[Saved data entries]
/// Result of asking to leave the current mode.
#[derive(Debug, Clone, Copy, PartialEq, Eq)]
pub enum BackOutcome {
    Returned,
    Cancelled,
}

/// How a teaching turn's student entry reaches the log.
enum TurnEntry {
    /// Log the turn text as typed.
    Text,
    /// The caller already logged it.
    Logged,
    Message(Message),
    /// Opening turn on a new topic.
    Topic(String),
}

/// Drives one tutoring session. Cheap to clone; clones share the session.
#[derive(Clone)]
pub struct SessionOrchestrator {
    service: Arc<dyn TutorService>,
    detector: Arc<dyn LanguageDetector>,
    state: Arc<Mutex<SessionState>>,
    guard: ConcurrencyGuard,
    events: Option<mpsc::Sender<SessionEvent>>,
    request_timeout: Duration,
}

◆ Assignment: Each record must appear again, word for word.

◆ Reply:
/// Result of asking to leave the current mode.
#[derive(Debug, Clone, Copy, PartialEq, Eq)]
pub enum BackOutcome {
    Returned,
    Cancelled,
}

/// How a teaching turn's student entry reaches the log.
enum TurnEntry {
    /// Log the turn text as typed.
    Text,
    /// The caller already logged it.
    Logged,
    Message(Message),
    /// Opening turn on a new topic.
    Topic(String),
}

/// Drives one tutoring session. Cheap to clone; clones share the session.
#[derive(Clone)]
pub struct SessionOrchestrator {
    service: Arc<dyn TutorService>,
    detector: Arc<dyn LanguageDetector>,
    state: Arc<Mutex<SessionState>>,
    guard: ConcurrencyGuard,
    events: Option<mpsc::Sender<SessionEvent>>,
    request_timeout: Duration,
}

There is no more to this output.